**ASSIGNMENT:**
Copy, word for word, each line of the data below from the first through the line containing "pub enum LinkState", and stop there.

....

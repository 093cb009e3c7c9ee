use tracing::{trace, warn};

use super::envelope::{Envelope, EnvelopeKind};
use crate::structure::Value;

bitflags::bitflags! {
    /// Link lifecycle bits
    #[derive(Debug, Clone, Copy, PartialEq, Eq, Default)]
    pub struct LinkStatus: u8 {
        const LINKING = 1 << 0;
        const LINKED = 1 << 1;
        const SYNCING = 1 << 2;
        const SYNCED = 1 << 3;
        const UNLINKING = 1 << 4;
    }
}

/// Coarse view of a link's status
#[derive(Copy, Clone, Debug, PartialEq, Eq)]
pub enum LinkState {
    Unlinked,
    Linking,
    Linked,
    Synced,
    Unlinking,
}

/// What an inbound envelope meant for a link.
#[derive(Clone, Debug, PartialEq)]
pub enum LinkEvent {
    Linked,
    Synced,
    Event(Value),
    Unlinked(Value),
}

/// Client half of one WARP link, driven by inbound envelopes.
#[derive(Clone, Debug)]
pub struct Link {
    node: String,
    lane: String,
    status: LinkStatus,
    prio: f64,
    rate: f64,
}

impl Link {
    pub fn new(node: impl Into<String>, lane: impl Into<String>) -> Self {
        Link { node: node.into(), lane: lane.into(), status: LinkStatus::empty(), prio: 0.0, rate: 0.0 }
    }

    pub fn with_prio(mut self, prio: f64, rate: f64) -> Self {
        self.prio = prio;
        self.rate = rate;
        self
    }

    pub fn node(&self) -> &str {
        &self.node
    }

    pub fn lane(&self) -> &str {
        &self.lane
    }

    pub fn status(&self) -> LinkStatus {
        self.status
    }

    pub fn state(&self) -> LinkState {
        let s = self.status;
        if s.contains(LinkStatus::UNLINKING) {
            LinkState::Unlinking
        } else if s.contains(LinkStatus::SYNCED) {
            LinkState::Synced
        } else if s.contains(LinkStatus::LINKED) {
            LinkState::Linked
        } else if s.contains(LinkStatus::LINKING) {
            LinkState::Linking
        } else {
            LinkState::Unlinked
        }
    }

    pub fn is_linked(&self) -> bool {
        self.status.contains(LinkStatus::LINKED)
    }

    pub fn is_synced(&self) -> bool {
        self.status.contains(LinkStatus::SYNCED)
    }

    /// A sync was requested and the synced response has not yet arrived.
    pub fn is_syncing(&self) -> bool {
        self.status.contains(LinkStatus::SYNCING)
    }

    /// Starts linking from the unlinked state, returning the request to send.
    pub fn open(&mut self, sync: bool) -> Option<Envelope> {
        if !self.status.is_empty() {
            warn!(node = %self.node, lane = %self.lane, status = ?self.status, "link already open");
            return None;
        }
        let request = if sync {
            self.status = LinkStatus::LINKING | LinkStatus::SYNCING;
            Envelope::sync(self.node.as_str(), self.lane.as_str())
        } else {
            self.status = LinkStatus::LINKING;
            Envelope::link(self.node.as_str(), self.lane.as_str())
        };
        Some(request.with_prio(self.prio, self.rate))
    }

    /// Starts unlinking, returning the request to send if the link was open.
    pub fn close(&mut self) -> Option<Envelope> {
        if self.status.is_empty() || self.status.contains(LinkStatus::UNLINKING) {
            return None;
        }
        self.status.insert(LinkStatus::UNLINKING);
        Some(Envelope::unlink(self.node.as_str(), self.lane.as_str()))
    }

    /// Forces the link back to unlinked, as when the transport drops.
    pub fn reset(&mut self) {
        self.status = LinkStatus::empty();
    }

    /// Applies an inbound envelope; protocol violations are logged and ignored.
    pub fn receive(&mut self, envelope: &Envelope) -> Option<LinkEvent> {
        let kind = envelope.kind();
        match kind {
            EnvelopeKind::Linked => {
                if !self.status.contains(LinkStatus::LINKING) {
                    return self.violation(kind);
                }
                self.status.remove(LinkStatus::LINKING);
                self.status.insert(LinkStatus::LINKED);
                Some(LinkEvent::Linked)
            }
            EnvelopeKind::Synced => {
                if !self.status.contains(LinkStatus::LINKED | LinkStatus::SYNCING) {
                    return self.violation(kind);
                }
                self.status.remove(LinkStatus::SYNCING);
                self.status.insert(LinkStatus::SYNCED);
                Some(LinkEvent::Synced)
            }
            EnvelopeKind::Event => {
                if !self.status.contains(LinkStatus::LINKED) {
                    return self.violation(kind);
                }
                Some(LinkEvent::Event(envelope.body().clone()))
            }
            EnvelopeKind::Unlinked => {
                self.status = LinkStatus::empty();
                Some(LinkEvent::Unlinked(envelope.body().clone()))
            }
            _ => {
                trace!(tag = kind.tag(), "envelope not addressed to a link");
                None
            }
        }
    }

    fn violation(&self, kind: EnvelopeKind) -> Option<LinkEvent> {
        warn!(
            node = %self.node,
            lane = %self.lane,
            tag = kind.tag(),
            status = ?self.status,
            "protocol violation: envelope out of order"
        );
        None
    }
}

#[cfg(test)]
mod tests {
    use super::*;

    #[test]
    fn test_sync_lifecycle() {
        let mut link = Link::new("/house", "light");
        assert_eq!(link.state(), LinkState::Unlinked);
        assert_eq!(link.open(true), Some(Envelope::sync("/house", "light")));
        assert_eq!(link.state(), LinkState::Linking);
        assert_eq!(link.receive(&Envelope::linked("/house", "light")), Some(LinkEvent::Linked));
        assert_eq!(link.state(), LinkState::Linked);
        assert!(link.is_syncing());
        assert_eq!(
            link.receive(&Envelope::event("/house", "light", "on")),
            Some(LinkEvent::Event(Value::from("on")))
        );
        assert_eq!(link.receive(&Envelope::synced("/house", "light")), Some(LinkEvent::Synced));
        assert_eq!(link.state(), LinkState::Synced);
        assert_eq!(link.close(), Some(Envelope::unlink("/house", "light")));
        assert_eq!(link.state(), LinkState::Unlinking);
        assert_eq!(link.close(), None);
        assert!(matches!(link.receive(&Envelope::unlinked("/house", "light")), Some(LinkEvent::Unlinked(_))));
        assert_eq!(link.state(), LinkState::Unlinked);
    }

    #[test]
    fn test_violations_are_ignored() {
        let mut link = Link::new("/house", "light");
        assert_eq!(link.receive(&Envelope::event("/house", "light", 1)), None);
        assert_eq!(link.receive(&Envelope::synced("/house", "light")), None);
        link.open(false);
        assert_eq!(link.receive(&Envelope::linked("/house", "light")), Some(LinkEvent::Linked));
        assert_eq!(link.receive(&Envelope::linked("/house", "light")), None);
        // no sync was requested
        assert_eq!(link.receive(&Envelope::synced("/house", "light")), None);
        assert_eq!(link.state(), LinkState::Linked);
    }

    #[test]
    fn test_unlinked_forces_reset_from_any_state() {
        let mut link = Link::new("n", "l");
        link.open(true);
        assert!(link.receive(&Envelope::unlinked("n", "l")).is_some());
        assert_eq!(link.status(), LinkStatus::empty());
        assert!(link.open(false).is_some());
        assert!(link.open(false).is_none());
        link.reset();
        assert_eq!(link.state(), LinkState::Unlinked);
    }

    #[test]
    fn test_open_carries_prio() {
        let mut link = Link::new("n", "l").with_prio(0.5, 2.0);
        assert_eq!(link.open(false), Some(Envelope::link("n", "l").with_prio(0.5, 2.0)));
    }
}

....

**OUTPUT FOR THIS TASK:**
repository 093cb009e3c7c9ee
use tracing::{trace, warn};

use super::envelope::{Envelope, EnvelopeKind};
use crate::structure::Value;

bitflags::bitflags! {
    /// Link lifecycle bits
    #[derive(Debug, Clone, Copy, PartialEq, Eq, Default)]
    pub struct LinkStatus: u8 {
        const LINKING = 1 << 0;
        const LINKED = 1 << 1;
        const SYNCING = 1 << 2;
        const SYNCED = 1 << 3;
        const UNLINKING = 1 << 4;
    }
}

/// Coarse view of a link's status
#[derive(Copy, Clone, Debug, PartialEq, Eq)]
pub enum LinkState {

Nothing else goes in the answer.